About Kit Kat
Kit Kat was created in the United Kingdom in 1935. To make it easy for factory workers to eat during their breaks, the Rowntree Company created a confectionary made of wafers wrapped in chocolate. The first product name was “Chocolate Crisp,” and two years later it was named “Kit Kat. It came to Japan in 1973. In 1988, Nestlé in Switzerland merged with Lontry in the U.K., and “Kit Kat” became a Nestlé product.
Local Japanese Kit Kat containing the flavors of local specialties from various regions of Japan was also introduced. The first product was “Yubari Melon. The flavor “Strawberry” was well received, so this time also started in Hokkaido. With overseas tourists visiting Japan in mind, there are now 17 flavors, including Uji green tea from Kyoto, wasabi from Shizuoka, adzuki beans from Tokai-Hokuriku, and red sweet potatoes from Kyushu-Okinawa. For the Hiroshima Momiji Manju flavor, the company says it has thoroughly researched flavors and textures to see how to utilize the moist, moist manju in the crispy “Kit Kat. They are also popular as souvenirs among foreign tourists visiting Japan.

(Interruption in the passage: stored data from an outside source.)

//! Connection seam between the session layer and a game protocol client

use async_trait::async_trait;
use std::sync::Arc;
use tokio::sync::mpsc;
use tracing::debug;

use super::types::{
    ConnectOptions, ConnectionError, ControlState, EquipSlot, GameEvent, InventoryItem, SessionId,
};

/// A lifecycle event tagged with the connection instance that produced it
#[derive(Debug, Clone, PartialEq)]
pub struct ConnectionEvent {
    pub session_id: SessionId,
    pub username: String,
    pub event: GameEvent,
}

/// Sending half handed to a connection so it can report lifecycle events
#[derive(Debug, Clone)]
pub struct ConnectionEventSink {
    session_id: SessionId,
    username: String,
    tx: mpsc::UnboundedSender<ConnectionEvent>,
}

impl ConnectionEventSink {
    pub fn new(
        session_id: SessionId,
        username: impl Into<String>,
        tx: mpsc::UnboundedSender<ConnectionEvent>,
    ) -> Self {
        Self {
            session_id,
            username: username.into(),
            tx,
        }
    }

    pub fn session_id(&self) -> SessionId {
        self.session_id
    }

    pub fn username(&self) -> &str {
        &self.username
    }

    /// Report an event; dropped silently once the session loop has exited
    pub fn emit(&self, event: GameEvent) {
        let event = ConnectionEvent {
            session_id: self.session_id,
            username: self.username.clone(),
            event,
        };
        if self.tx.send(event).is_err() {
            debug!(
                "Session loop gone, dropping event for {} {}",
                self.username, self.session_id
            );
        }
    }
}

/// One live connection to the game server
///
/// `chat`, `set_control_state` and `quit` only enqueue work on the client and
/// return immediately. `equip` and `consume` complete when the server has
/// acknowledged the action.
#[async_trait]
pub trait GameConnection: Send + Sync {
    fn username(&self) -> &str;

    /// Current food level, `MAX_FOOD` when full
    fn food(&self) -> u32;

    /// Snapshot of the player's inventory
    fn inventory(&self) -> Vec<InventoryItem>;

    fn chat(&self, message: &str) -> Result<(), ConnectionError>;

    fn set_control_state(&self, control: ControlState, enabled: bool)
    -> Result<(), ConnectionError>;

    async fn equip(&self, item: &InventoryItem, slot: EquipSlot) -> Result<(), ConnectionError>;

    async fn consume(&self) -> Result<(), ConnectionError>;

    /// Close the connection; an `End` event follows
    fn quit(&self);
}

/// Factory for game connections
pub trait Connector: Send + Sync {
    /// Start connecting and return immediately; progress arrives through `events`
    fn connect(&self, options: ConnectOptions, events: ConnectionEventSink)
    -> Arc<dyn GameConnection>;
}

#[cfg(test)]
mod tests {
    use super::*;

    #[tokio::test]
    async fn test_sink_tags_events() {
        let (tx, mut rx) = mpsc::unbounded_channel();
        let sink = ConnectionEventSink::new(SessionId(7), "alice", tx);

        sink.emit(GameEvent::Spawn);

        let event = rx.recv().await.unwrap();
        assert_eq!(event.session_id, SessionId(7));
        assert_eq!(event.username, "alice");
        assert_eq!(event.event, GameEvent::Spawn);
    }

    #[test]
    fn test_sink_after_receiver_dropped() {
        let (tx, rx) = mpsc::unbounded_channel();
        drop(rx);
        let sink = ConnectionEventSink::new(SessionId(1), "bob", tx);
        // Must not panic
        sink.emit(GameEvent::End {
            reason: "closed".to_string(),
        });
    }
}
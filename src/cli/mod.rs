//! Command Line Interface module
//!
//! Implements the CLI commands and argument parsing for AltPool.

use clap::{Parser, Subcommand};

#[derive(Parser, Debug, Clone)]
#[command(name = "altpool")]
#[command(about = "AltPool session manager")]
#[command(long_about = "Manages a pool of automated game-client alts and streams their state to observer consoles")]
#[command(version)]
pub struct Cli {
    #[command(subcommand)]
    pub command: Option<Commands>,

    /// Configuration file path
    #[arg(long, default_value = "config.toml")]
    pub config_file: String,

    /// Log level (trace, debug, info, warn, error)
    #[arg(long)]
    pub log_level: Option<String>,

    /// Enable verbose output
    #[arg(short, long)]
    pub verbose: bool,

    /// Observer listen port, overrides configuration and PORT
    #[arg(long)]
    pub port: Option<u16>,

    /// Dry-run mode: show resolved configuration without starting the server
    #[arg(long)]
    pub dry_run: bool,
}

#[derive(Subcommand, Debug, Clone, Default)]
pub enum Commands {
    /// Run the session manager and observer server
    #[default]
    Serve,

    /// Configuration management
    Config {
        #[command(subcommand)]
        action: Option<ConfigAction>,
    },
}

#[derive(Subcommand, Debug, Clone)]
pub enum ConfigAction {
    /// Show current configuration
    Show,

    /// Write the default configuration to the config file
    Reset,
}

impl Cli {
    /// Parse command line arguments
    pub fn parse_args() -> Self {
        Self::parse()
    }

    /// Get the actual command, using default if none provided
    pub fn command(&self) -> Commands {
        self.command.clone().unwrap_or_default()
    }

    /// Resolve the log level from flags, falling back to the configured one
    pub fn effective_log_level(&self, configured: &str) -> String {
        if self.verbose {
            "debug".to_string()
        } else {
            self.log_level
                .clone()
                .unwrap_or_else(|| configured.to_string())
        }
    }

    /// Check if we're running in dry-run mode
    pub fn is_dry_run_mode(&self) -> bool {
        self.dry_run
    }
}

Japanese Kit Kat was also created with a special twist to suit the Japanese palate. The number of bars, which in other countries consisted of four fingers (four slices), was reduced to two fingers for the Japanese who prefer a smaller size. In keeping with the Japanese custom of giving gifts on special occasions such as birthdays, Valentine’s Day, and weddings, the company has also started a service to make “original” Kit Kat with photos and messages. Kit Kat” is popular during the exam season. The name “Kit Kat” spread by word of mouth as a “good-luck charm” because “surely win” is said in the Kyushu dialect as “kitto katsu to o” (surely win). According to Nestlé Japan, one out of every five students takes a Kit Kat to the exam site, and some products with the words “Your dreams will come true” or “Kit, sakura sakura sakura yo. and “Kit, Sakura Sakuyaku yo! The packaging also featured a white space on which to write messages of encouragement, a very Japanese gesture.